On Friday, Scott Mayerowitz reported on Marriott’s big settlement with the FCC over blocking guests use of their own wifi.
The Gaylord Opryland Resort and Convention Center wants its exhibitors to pay $250 to $1000 each to the hotel’s wifi. So they didn’t want folks to be able to bring their own, and they used equipment to jam the signal.
It’s one thing to provide a service, a convenience, even at a high price. It’s another thing to have folks find themselves in the exhibit hall and prevent them from using a service they had prepared to bring themselves in order to extort money from them.
If the hotel had a policy clearly on its website, or in its meetings and events contracts that stated only hotel wifi signals could be used (and requiring meeting hosts to inform participants in advance), it would still be a pretty nasty thing to do but I could accept it.

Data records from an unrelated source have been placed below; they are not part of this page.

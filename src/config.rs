//! K-mer counting configuration.
//!
//! Values come from [`CountConfig::default`], optionally overlaid by a JSON
//! file, and finally by command-line flags.

use std::fs::File;
use std::io::BufReader;
use std::path::Path;

use serde::{Deserialize, Serialize};

use crate::error::{NucleoError, Result};

/// Largest k for which the full k-mer space fits the codec's enumeration.
pub const MAX_ENUMERABLE_K: usize = 31;

/// Source of the second k-mer counted at every window offset.
#[derive(Debug, Clone, Copy, PartialEq, Eq, Default, Serialize, Deserialize)]
#[serde(rename_all = "kebab-case")]
pub enum StrandMode {
    /// Count the forward k-mer a second time. Matches the historical output,
    /// where every forward window contributes 2 to its k-mer.
    #[default]
    Forward,
    /// Count the k-mer at the same offset of the reverse-complemented sequence.
    ReverseComplement,
}

#[derive(Debug, Clone, PartialEq, Serialize, Deserialize)]
#[serde(default)]
pub struct CountConfig {
    pub k: usize,
    /// Insert every missing k-mer of the 4^k space with count 0.
    pub exhaustive: bool,
    pub strand: StrandMode,
    /// Exhaustive mode refuses any k above this.
    pub max_exhaustive_k: usize,
}

impl Default for CountConfig {
    fn default() -> Self {
        CountConfig {
            k: 4,
            exhaustive: false,
            strand: StrandMode::Forward,
            max_exhaustive_k: 12,
        }
    }
}

impl CountConfig {
    pub fn new(k: usize) -> Self {
        CountConfig { k, ..Default::default() }
    }

    pub fn exhaustive(mut self, exhaustive: bool) -> Self {
        self.exhaustive = exhaustive;
        self
    }

    pub fn strand(mut self, strand: StrandMode) -> Self {
        self.strand = strand;
        self
    }

    /// Load a configuration from a JSON file. Missing fields take their defaults.
    pub fn from_json_file<P: AsRef<Path>>(path: P) -> Result<Self> {
        let file = File::open(path.as_ref())?;
        let config: CountConfig = serde_json::from_reader(BufReader::new(file))
            .map_err(|e| NucleoError::Config(format!("{}: {}", path.as_ref().display(), e)))?;
        config.validate()?;
        Ok(config)
    }

    pub fn validate(&self) -> Result<()> {
        if self.k == 0 {
            return Err(NucleoError::Config("k must be at least 1".into()));
        }
        if self.max_exhaustive_k > MAX_ENUMERABLE_K {
            return Err(NucleoError::Config(format!(
                "max_exhaustive_k must be at most {}, got {}",
                MAX_ENUMERABLE_K, self.max_exhaustive_k
            )));
        }
        Ok(())
    }
}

Marriott has a strong interest in ensuring that when our guests use our Wi-Fi service, they will be protected from rogue wireless hotspots that can cause degraded service, insidious cyber-attacks and identity theft. Like many other institutions and companies in a wide variety of industries, including hospitals and universities, the Gaylord Opryland protected its Wi-Fi network by using FCC-authorized equipment provided by well-known, reputable manufacturers. We believe that the Gaylord Opryland’s actions were lawful. We will continue to encourage the FCC to pursue a rulemaking in order to eliminate the ongoing confusion resulting from today’s action and to assess the merits of its underlying policy.
We want people to use our wifi because it’s safe, and we block all other signals so no one longs onto an unscrupulous network by accident. How kind of them.
I’m tempted to wonder whether Marriott Rewards ‘protects’ elite members from complimentary breakfast at Courtyard properties, and from being able to confirm upgrades to suites. Feel free to speculate why a lack of benefits could be for our own good in the comments.